How does it sound @JarrodBaker and @DSuveges ?

DSuveges commented 3 years ago

@d0choa sounds about right, I only see one caveat though: if a gene on an alternative location has approved protein product, that protein product might get separate annotations potentially conflicting with the one located on the canonical chromosomes (2.ii.a). But it would surely have marginal impact.

I see no problem if all gene IDs on alternative assemblies would be added to alternativeGenes if the approvedSymbol matches with a gene on canonical chromosomes.

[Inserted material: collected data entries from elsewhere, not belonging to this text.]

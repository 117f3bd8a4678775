//! Source cursors that sit at the bottom of every combinator chain

pub mod array;
pub mod iter;
pub mod slice;

pub use array::ArrayCursor;
pub use iter::IterCursor;
pub use slice::SliceCursor;
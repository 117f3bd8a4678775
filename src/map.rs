use crate::cursor::Cursor;

/// Cursor combinator that transforms each element using a mapping function
///
/// `has_more` is answered by upstream directly, so nothing is pulled ahead of
/// need.
pub struct MapCursor<C, F> {
    cursor: C,
    mapper: F,
}

impl<C, F> MapCursor<C, F> {
    pub fn new(cursor: C, mapper: F) -> Self {
        MapCursor { cursor, mapper }
    }
}

impl<C, F, U> Cursor for MapCursor<C, F>
where
    C: Cursor,
    F: Fn(C::Item) -> U,
{
    type Item = U;

    fn has_more(&mut self) -> bool {
        self.cursor.has_more()
    }

    fn advance(&mut self) -> Option<Self::Item> {
        self.cursor.advance().map(&self.mapper)
    }
}

/// Convenience function to create a MapCursor
pub fn map<C, F, U>(cursor: C, mapper: F) -> MapCursor<C, F>
where
    C: Cursor,
    F: Fn(C::Item) -> U,
{
    MapCursor::new(cursor, mapper)
}

/// Extension trait to add .map() method support for cursors
pub trait MapExt: Cursor + Sized {
    fn map<F, U>(self, mapper: F) -> MapCursor<Self, F>
    where
        F: Fn(Self::Item) -> U,
    {
        MapCursor::new(self, mapper)
    }
}

/// Implement MapExt for all cursors
impl<C> MapExt for C where C: Cursor {}

#[cfg(test)]
mod tests {
    use super::*;
    use crate::cursors::ArrayCursor;
    use crate::testing::ProbeCursor;
    use std::cell::Cell;

    #[derive(Debug, PartialEq)]
    enum Token {
        Number(i64),
        Letter(char),
    }

    #[test]
    fn test_map_number_to_string() {
        let cursor = ArrayCursor::new(vec![1, 2, 3]);
        let mut mapped = cursor.map(|n| format!("Number: {}", n));

        assert_eq!(mapped.advance().unwrap(), "Number: 1");
        assert_eq!(mapped.advance().unwrap(), "Number: 2");
        assert_eq!(mapped.advance().unwrap(), "Number: 3");
        assert!(mapped.advance().is_none());
    }

    #[test]
    fn test_map_to_enum() {
        let mut mapped = ArrayCursor::new(vec!['x', 'y']).map(Token::Letter);

        assert_eq!(mapped.advance(), Some(Token::Letter('x')));
        assert_eq!(mapped.advance(), Some(Token::Letter('y')));
    }

    #[test]
    fn test_map_chaining() {
        let mut mapped = ArrayCursor::new(vec![5i64])
            .map(|n| n * 2)
            .map(|n| n + 1)
            .map(Token::Number);

        assert_eq!(mapped.advance(), Some(Token::Number(11)));
        assert!(!mapped.has_more());
    }

    #[test]
    fn test_has_more_does_not_pull() {
        let probe = ProbeCursor::new(vec![1, 2, 3]);
        let pulls = probe.pulls();
        let mut mapped = probe.map(|n| n * 10);

        assert!(mapped.has_more());
        assert!(mapped.has_more());
        assert_eq!(pulls.get(), 0);

        assert_eq!(mapped.advance(), Some(10));
        assert_eq!(pulls.get(), 1);
    }

    #[test]
    fn test_mapper_called_once_per_element() {
        let calls = Cell::new(0);
        let mut mapped = ArrayCursor::new(vec![1, 2, 3]).map(|n| {
            calls.set(calls.get() + 1);
            n
        });

        while mapped.has_more() {
            mapped.advance();
        }
        assert_eq!(calls.get(), 3);
    }

    #[test]
    fn test_function_syntax() {
        let mut mapped = map(ArrayCursor::new(vec![b'9']), |byte| byte as char);

        assert_eq!(mapped.advance(), Some('9'));
        assert!(mapped.take_next().is_err());
    }
}
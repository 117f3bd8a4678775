use crate::cursor::Cursor;
use crate::cursors::ArrayCursor;
use std::cell::Cell;
use std::rc::Rc;

/// Source cursor that records how many elements have been pulled from it
pub(crate) struct ProbeCursor<T> {
    inner: ArrayCursor<T>,
    pulls: Rc<Cell<usize>>,
}

impl<T> ProbeCursor<T> {
    pub(crate) fn new(elements: Vec<T>) -> Self {
        Self::with_counter(elements, Rc::new(Cell::new(0)))
    }

    /// Share one pull counter across several probes, e.g. one per traversal
    pub(crate) fn with_counter(elements: Vec<T>, pulls: Rc<Cell<usize>>) -> Self {
        ProbeCursor {
            inner: ArrayCursor::new(elements),
            pulls,
        }
    }

    pub(crate) fn pulls(&self) -> Rc<Cell<usize>> {
        Rc::clone(&self.pulls)
    }
}

impl<T: Clone> Cursor for ProbeCursor<T> {
    type Item = T;

    fn has_more(&mut self) -> bool {
        self.inner.has_more()
    }

    fn advance(&mut self) -> Option<Self::Item> {
        let item = self.inner.advance()?;
        self.pulls.set(self.pulls.get() + 1);
        Some(item)
    }
}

ireneisdoomed commented 3 years ago

The target safety schema has a new version (iter 4):

  1. safetyLiabilities shall be a separate dataset from the target object, so in addition to the evidence object, we shall specify the id of the target.
  2. effects is no longer an aggregation of effect direction and dosing. For each event, we want to show how the target is modulated in an array of objects.
  3. If effects.dosing or effects.direction are not specified in the source, this field will not be present. This is the case for example for Bowes et al. (2012), where we never have dosing information.
    • For the adverse effects dataset we did not take into account these fields could be unspecified, therefore they were not captured.
    • The events for Bowes et al. (2012) are not captured, probably as a consequence of the last point. The ones we are capturing are the ones for Lynch et al. (2017) for the same gene (cell E62 and I62). Spreadsheet here.
      
      (v6
      .filter(col("id") == "ENSG00000133019")
      .filter(col("evidence.datasource") == "Bowes et al. (2012)")
      .select("evidence.event").distinct()
      .show(100,truncate=False))

+------------------------------------------+ |event | +------------------------------------------+ |decreased pupil diameter | |liver failure | |centrilobular liver congestion | |muscle cramps | |increased pupil diameter | |lacrimation | |bronchospasm | |blurred vision | |abdominal cramps | |irritability | |bronchorrhea | |acidosis | |bronchoconstriction | |decreased intestinal transit | |ptosis | |constipation | |exhaustion | |decreased gastric emptying | |increased salivation | |diarrhea | |increased respiratory rate | |decreased salivation | |increased/decreased blood pressure | |pleural effusions | |increased body temperature | |dry mouth | |frothing | |increased/decreased heart rate | |neutrophil collection within the sinusoids| |sweating | |cough | +------------------------------------------+

4. New array of structs `assay`. For Tox21 we can have several assay results supporting the same event.
5. New dataset for the Tox21 source. The current input file is pulled by PIS. The new file containing the new fields that were missing in the data for the last iter is located in this bucket: `otar001-core/ExperimentalToxicity/ToxCast_data-2020-05-21.tsv`. Note that this file at the moment only collects Tox21 data, we will be review the other experimental toxicity data source (eTOX) in a similar way.
6. We are losing associations that were present in the production index for Bowes et al. (2012) (23), HeCaToS (25) and Urban et al. (2012) (25). This is probably related to the issue mentioned above. Some examples: 

Bowes et al. (2012)

(v6 .filter(col("id") == "ENSG00000181072") .filter(col("evidence.datasource") == "Bowes et al. (2012)") .select("evidence") .show(100,truncate=False)) --> None

Urban et al. (2012)

(v6 .filter(col("id") == "ENSG00000180210") .filter(col("evidence.datasource") == "Urban et al. (2012)") .select("evidence") .show(100,truncate=False)) --> None

Hecatos

(v6 .filter(col("id") == "ENSG00000006638") .filter(col("evidence.datasource") == "HeCaToS") .select("evidence") .show(100,truncate=False)) --> None



Please share any comments, doubts, etc.
ireneisdoomed commented 3 years ago

Another point, in Lynch et al. (2017) "Developmental Toxicity" is described as an additional case in terms of dosage besides acute and chronic.

Although developmental toxicity assays can occur over a range of doses, this is a particular scenario of this data source, so we won't do any distinction and reflect these cases in the dosing field.

Therefore, effects.dosing will collect 3 different possibilities: "chronic", "acute", and "Developmental toxicity".